= Nashi (political movement) =

Russian political movement

Nashi (Russian: Наши, meaning "Ours") was a political movement initiated by well-known Russian journalist Alexander Nevzorov. The movement has been described as "statist-chauvinist". The Nashi youth movement in Russia is not related to Nevzorov's movement.

With Russia experiencing political and economic crisis amid the dissolution of the Soviet Union in November 1991, Nevzorov established the People's Liberation Movement "Nashi", which he defined as "a united front of resistance to the anti-national politics of the current administration of Russia and other Union Republics of the former USSR". Its badge contained the contour of the USSR with the words "НАШИ" (Ours) within. One of the prominent participants in the movement was Viktor Alksnis. The organisation was based in Leningrad (later Saint Petersburg), where Nevzorov hosted the scandalous television broadcast 600 Seconds. Nashi militants maintained a presence on Leningrad's streets. The movement called for a restoration of the Soviet Union and opposed what they saw as Russia's enemies in the West and their collaborators in Russia. Its positions were similar to Zhirinovsky's Liberal Democratic Party of the Soviet Union and the more "right-wing" groups of the National Salvation Front.
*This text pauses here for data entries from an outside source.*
//! Development server with live updates and ghost mode.
//!
//! One port serves everything:
//!
//! | Path                        | Purpose                                  |
//! |-----------------------------|------------------------------------------|
//! | `/`                         | redirect to the start page               |
//! | `/__pipewright/client.js`   | live-update client, served from memory   |
//! | `/__pipewright/ws?id=…`     | WebSocket upgrade, handed to the WsActor |
//! | `POST /__pipewright/mirror` | ghost-mode event, relayed to other tabs  |
//! | anything else               | file under the build directory           |

mod inject;
pub mod message;
mod path;
mod response;

use std::io::Read;
use std::net::SocketAddr;
use std::path::PathBuf;
use std::sync::Arc;
use std::sync::atomic::{AtomicU64, Ordering};

use anyhow::{Context, Result};
use crossbeam::channel::Sender;
use tiny_http::{Method, Request, Response, Server, StatusCode};
use tokio::sync::mpsc;
use tungstenite::WebSocket;
use tungstenite::protocol::Role;

use crate::actor::messages::{Duplex, WsMsg};
use crate::config::PipelineConfig;
use crate::embed::serve::{CLIENT_JS, ClientVars};
use crate::{debug, log};

use message::MirrorPost;
use path::{query_param, resolve_path, split_query};
use response::{make_header, owned_header};

/// URL prefix reserved for the server's own endpoints.
pub const PREFIX: &str = "/__pipewright";

/// Tag injected before `</body>` of every served HTML page.
pub const CLIENT_TAG: &str = "<script src=\"/__pipewright/client.js\"></script>";

/// Mirror events are small; anything larger is not one.
const MAX_MIRROR_BODY: u64 = 64 * 1024;

static NEXT_ANON_ID: AtomicU64 = AtomicU64::new(1);

/// Request handling state shared by the pool threads.
struct ServeState {
    root: PathBuf,
    start_path: String,
    ws_tx: mpsc::Sender<WsMsg>,
}

/// Bound server ready to accept requests
pub struct DevServer {
    server: Arc<Server>,
    addr: SocketAddr,
    state: Arc<ServeState>,
}

impl DevServer {
    /// Bind the configured address. A busy port is a startup error.
    pub fn bind(
        config: &PipelineConfig,
        ws_tx: mpsc::Sender<WsMsg>,
        shutdown_tx: Sender<()>,
    ) -> Result<Self> {
        let addr = SocketAddr::new(config.serve.interface, config.serve.port);
        let server = Server::http(addr)
            .map_err(|e| anyhow::anyhow!("Failed to bind {}: {}", addr, e))?;
        let server = Arc::new(server);
        crate::core::register_server(Arc::clone(&server), shutdown_tx);

        Ok(Self {
            server,
            addr,
            state: Arc::new(ServeState {
                root: config.output_dir(),
                start_path: config.start_path().to_string(),
                ws_tx,
            }),
        })
    }

    /// Serve until Ctrl+C unblocks the server.
    pub fn run(self) -> Result<()> {
        log!("serve"; "http://{}{}", self.addr, self.state.start_path);

        let pool = rayon::ThreadPoolBuilder::new()
            .num_threads(4)
            .build()
            .context("Failed to create request thread pool")?;

        for request in self.server.incoming_requests() {
            let state = Arc::clone(&self.state);
            pool.spawn(move || {
                if let Err(e) = handle_request(request, &state) {
                    log!("serve"; "request error: {e:#}");
                }
            });
        }
        Ok(())
    }
}

fn handle_request(request: Request, state: &ServeState) -> Result<()> {
    if crate::core::is_shutdown() {
        return response::respond_unavailable(request);
    }

    let url = request.url().to_string();
    let (path, query) = split_query(&url);
    debug!("serve"; "{} {}", request.method(), url);

    if path == "/" {
        return response::respond_redirect(request, &state.start_path);
    }

    if let Some(endpoint) = path.strip_prefix(PREFIX) {
        let method = request.method().clone();
        return match (&method, endpoint) {
            (Method::Get, "/client.js") => {
                response::respond_js(request, CLIENT_JS.render(&ClientVars { prefix: PREFIX }))
            }
            (Method::Get, "/ws") => upgrade(request, query, state),
            (Method::Post, "/mirror") => mirror(request, state),
            _ => response::respond_not_found(request),
        };
    }

    match resolve_path(path, &state.root) {
        Some(file) => response::respond_file(request, &file),
        None => response::respond_not_found(request),
    }
}

/// Complete the WebSocket handshake and hand the socket to the WsActor.
fn upgrade(request: Request, query: &str, state: &ServeState) -> Result<()> {
    let Some(key) = header_value(&request, "Sec-WebSocket-Key") else {
        return response::respond_bad_request(request, "expected a WebSocket upgrade");
    };
    let id = query_param(query, "id")
        .filter(|id| is_valid_client_id(id))
        .unwrap_or_else(|| format!("anon-{}", NEXT_ANON_ID.fetch_add(1, Ordering::Relaxed)));

    let accept = tungstenite::handshake::derive_accept_key(key.as_bytes());
    let response = Response::empty(StatusCode(101))
        .with_header(make_header("Upgrade", "websocket"))
        .with_header(make_header("Connection", "Upgrade"))
        .with_header(owned_header("Sec-WebSocket-Accept", &accept)?);

    let stream: Box<dyn Duplex> = Box::new(request.upgrade("websocket", response));
    let ws = WebSocket::from_raw_socket(stream, Role::Server, None);

    debug!("ws"; "upgrade from client {}", id);
    state
        .ws_tx
        .blocking_send(WsMsg::AddClient { id, ws })
        .map_err(|_| anyhow::anyhow!("live-update channel closed"))
}

/// Relay a ghost-mode event. Disabled kinds are dropped by the WsActor.
fn mirror(mut request: Request, state: &ServeState) -> Result<()> {
    let mut body = String::new();
    request
        .as_reader()
        .take(MAX_MIRROR_BODY)
        .read_to_string(&mut body)
        .context("Failed to read mirror event")?;

    let Some(post) = MirrorPost::from_json(&body) else {
        return response::respond_bad_request(request, "malformed mirror event");
    };

    state
        .ws_tx
        .blocking_send(WsMsg::Mirror {
            from: post.id,
            event: post.event,
        })
        .map_err(|_| anyhow::anyhow!("live-update channel closed"))?;
    response::respond_no_content(request)
}

fn header_value(request: &Request, name: &str) -> Option<String> {
    request
        .headers()
        .iter()
        .find(|h| h.field.as_str().as_str().eq_ignore_ascii_case(name))
        .map(|h| h.value.to_string())
}

fn is_valid_client_id(id: &str) -> bool {
    !id.is_empty()
        && id.len() <= 64
        && id
            .bytes()
            .all(|b| b.is_ascii_alphanumeric() || b == b'-' || b == b'_')
}
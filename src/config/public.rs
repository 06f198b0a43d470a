//! `[public]` section configuration.
//!
//! Controls the obfuscated public copy produced at the end of `build`.
//!
//! # Example
//!
//! ```toml
//! [public]
//! output = "build-public"
//! files = ["item/css/*.css", "item/*.html", "item/js/item.js"]
//!
//! [public.obfuscate]
//! exclude = ["fa", "fa-*"]   # class patterns never renamed
//! exclude_ids = []           # id patterns never renamed
//! prefix = "pre"
//! suffix = "suf"
//! rename_keyframes = true
//! ```

use std::path::PathBuf;

use serde::{Deserialize, Serialize};

use super::ConfigDiagnostics;

#[derive(Debug, Clone, Serialize, Deserialize)]
#[serde(default, deny_unknown_fields)]
pub struct PublicConfig {
    /// Public tree, relative to the project root.
    pub output: PathBuf,

    /// Manifest of files to obfuscate, relative to the public tree.
    /// Falls back to the preset's manifest when unset.
    pub files: Option<Vec<String>>,

    pub obfuscate: ObfuscateConfig,
}

impl Default for PublicConfig {
    fn default() -> Self {
        Self {
            output: "build-public".into(),
            files: None,
            obfuscate: ObfuscateConfig::default(),
        }
    }
}

impl PublicConfig {
    pub fn validate(&self, diag: &mut ConfigDiagnostics) {
        if self.output.as_os_str().is_empty() {
            diag.error("public.output", "output directory must not be empty");
        }
        if let Some(files) = &self.files {
            for (i, file) in files.iter().enumerate() {
                if file.starts_with('/') || file.split('/').any(|seg| seg == "..") {
                    diag.error_with_hint(
                        format!("public.files[{i}]"),
                        format!("`{file}` escapes the public tree"),
                        "manifest entries are relative to public.output",
                    );
                }
            }
        }
        self.obfuscate.validate(diag);
    }
}

/// Selector renaming rule.
#[derive(Debug, Clone, Serialize, Deserialize)]
#[serde(default, deny_unknown_fields)]
pub struct ObfuscateConfig {
    pub exclude: Vec<String>,
    pub exclude_ids: Vec<String>,
    pub prefix: String,
    pub suffix: String,
    pub rename_keyframes: bool,
}

impl Default for ObfuscateConfig {
    fn default() -> Self {
        Self {
            exclude: vec!["fa".into(), "fa-*".into()],
            exclude_ids: Vec::new(),
            prefix: "pre".into(),
            suffix: "suf".into(),
            rename_keyframes: true,
        }
    }
}

impl ObfuscateConfig {
    fn validate(&self, diag: &mut ConfigDiagnostics) {
        let is_ident = |s: &str| s.chars().all(|c| c.is_ascii_alphanumeric() || c == '_' || c == '-');
        if self.prefix.is_empty() || !self.prefix.starts_with(|c: char| c.is_ascii_alphabetic()) {
            diag.error_with_hint(
                "public.obfuscate.prefix",
                "prefix must start with an ASCII letter",
                "generated names must stay valid CSS identifiers",
            );
        } else if !is_ident(&self.prefix) {
            diag.error("public.obfuscate.prefix", "prefix contains invalid characters");
        }
        if !is_ident(&self.suffix) {
            diag.error("public.obfuscate.suffix", "suffix contains invalid characters");
        }
    }
}
//! URL to filesystem path resolution.

use std::path::{Path, PathBuf};

use percent_encoding::percent_decode_str;

/// Resolve a request path under `serve_root`.
///
/// Directories resolve to their `index.html`. Anything that escapes the
/// root, through `..`, encoded separators or symlinks, is rejected.
pub fn resolve_path(url_path: &str, serve_root: &Path) -> Option<PathBuf> {
    let clean = normalize_url(url_path)?;

    if clean.split('/').any(|seg| seg == "..") || clean.contains('\\') {
        return None;
    }

    let local = serve_root.join(&clean);

    // Canonicalize to resolve symlinks and verify path is under serve_root
    let canonical = local.canonicalize().ok()?;
    let root_canonical = serve_root.canonicalize().ok()?;
    if !canonical.starts_with(&root_canonical) {
        return None;
    }

    if canonical.is_file() {
        return Some(canonical);
    }

    if canonical.is_dir() {
        let index = canonical.join("index.html");
        if index.is_file() {
            return Some(index);
        }
    }

    None
}

/// Decode, strip query string and fragment, trim slashes.
fn normalize_url(url: &str) -> Option<String> {
    let path = url.split(['?', '#']).next().unwrap_or(url);
    let decoded = percent_decode_str(path).decode_utf8().ok()?;
    if decoded.contains('\0') {
        return None;
    }
    Some(decoded.trim_matches('/').to_string())
}

/// Split a request URL into path and query.
pub fn split_query(url: &str) -> (&str, &str) {
    url.split_once('?').unwrap_or((url, ""))
}

/// First value of `key` in a query string, percent-decoded.
pub fn query_param(query: &str, key: &str) -> Option<String> {
    query
        .split('&')
        .filter_map(|pair| pair.split_once('='))
        .find(|(k, _)| *k == key)
        .and_then(|(_, v)| percent_decode_str(v).decode_utf8().ok())
        .map(|v| v.into_owned())
}
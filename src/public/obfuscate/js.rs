//! Script rewriting: names inside string literals only.
//!
//! A literal token equal to a known class (or id) is replaced whole, so
//! `classList.toggle('is-open')` follows the stylesheet. Other tokens have
//! their `.class` / `#id` fragments rewritten, which covers selector strings
//! passed to `querySelector`. Identifiers and comments are never touched.

use std::sync::LazyLock;

use regex::{Captures, Regex};

use super::css::{map_selector, skip_string};
use super::{NameKind, Renames};

static TOKEN: LazyLock<Regex> = LazyLock::new(|| Regex::new(r"[^\s]+").unwrap());

pub(super) fn rewrite(js: &str, renames: &Renames) -> String {
    let bytes = js.as_bytes();
    let mut out = String::with_capacity(js.len());
    let mut last = 0;
    let mut i = 0;

    while i < bytes.len() {
        match bytes[i] {
            b'/' if bytes.get(i + 1) == Some(&b'/') => {
                i = js[i..].find('\n').map_or(bytes.len(), |p| i + p);
            }
            b'/' if bytes.get(i + 1) == Some(&b'*') => {
                i = js[i + 2..].find("*/").map_or(bytes.len(), |p| i + 2 + p + 2);
            }
            quote @ (b'"' | b'\'' | b'`') => {
                let end = if quote == b'`' {
                    skip_template(bytes, i)
                } else {
                    skip_string(bytes, i, quote)
                };
                // Content between the quotes; an unterminated literal ends at `end`.
                let content_end = if end > i + 1 && bytes[end - 1] == quote {
                    end - 1
                } else {
                    end
                };
                let content = &js[i + 1..content_end];
                let rewritten = rewrite_literal(content, renames);
                if rewritten != content {
                    out.push_str(&js[last..i + 1]);
                    out.push_str(&rewritten);
                    last = content_end;
                }
                i = end;
            }
            _ => i += 1,
        }
    }
    out.push_str(&js[last..]);
    out
}

fn rewrite_literal(content: &str, renames: &Renames) -> String {
    TOKEN
        .replace_all(content, |caps: &Captures| {
            let token = &caps[0];
            if let Some(name) = renames
                .lookup(NameKind::Class, token)
                .or_else(|| renames.lookup(NameKind::Id, token))
            {
                return name.to_string();
            }
            map_selector(token, |kind, name| renames.lookup(kind, name).map(str::to_string))
        })
        .into_owned()
}

/// Index just past a template literal, `${...}` expressions included.
fn skip_template(bytes: &[u8], start: usize) -> usize {
    let mut i = start + 1;
    while i < bytes.len() {
        match bytes[i] {
            b'\\' => i += 2,
            b'`' => return i + 1,
            _ => i += 1,
        }
    }
    bytes.len()
}
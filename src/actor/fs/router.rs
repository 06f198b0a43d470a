use std::collections::BTreeSet;
use std::path::{Path, PathBuf};

use rustc_hash::FxHashMap;

use super::types::ChangeKind;
use crate::registry::{Registry, RouteKey};

/// Map debounced changes to the routes they trigger.
///
/// Paths are matched root-relative. Removals never trigger a chain; they
/// are only logged. The result is sorted and free of duplicates.
pub(super) fn route_changes(
    changes: FxHashMap<PathBuf, ChangeKind>,
    root: &Path,
    registry: &Registry,
) -> Vec<RouteKey> {
    let mut paths: Vec<_> = changes.into_iter().collect();
    paths.sort_by(|a, b| a.0.cmp(&b.0));

    let mut keys = BTreeSet::new();
    for (path, kind) in paths {
        let Ok(rel) = path.strip_prefix(root) else {
            crate::debug!("watch"; "outside root: {}", path.display());
            continue;
        };
        if kind == ChangeKind::Removed {
            crate::log!("watch"; "removed: {}", rel.display());
            continue;
        }

        let triggered = registry.routes_triggered_by(rel);
        if triggered.is_empty() {
            crate::debug!("watch"; "no route for {}", rel.display());
        }
        keys.extend(triggered);
    }
    keys.into_iter().collect()
}
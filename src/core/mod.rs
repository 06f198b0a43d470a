//! Core types shared across the codebase.

mod context;
mod mode;
mod state;

pub use context::PipelineContext;
pub use mode::{MODE_ENV, Mode};
pub use state::{is_shutdown, register_server, setup_shutdown_handler};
The members of Nashi were sometimes called nashists, a pun based on similarity with the word "fascists". In 2015, during an interview with Echo of Moscow, Nevzorov acknowledged that he was indeed a fascist during the early 1990s when he founded Nashi but was not since then due to his disillusionment with the First Chechen War which he initially supported when it started in 1994, as the war and body count dragged on, he rejected the fascist mentality that led him to promote it. In Nevzorov's own words "I experimented with fascism in the laboratory, soft forms. I don't have to spend my whole life following ideas whose delusion has become obvious to me".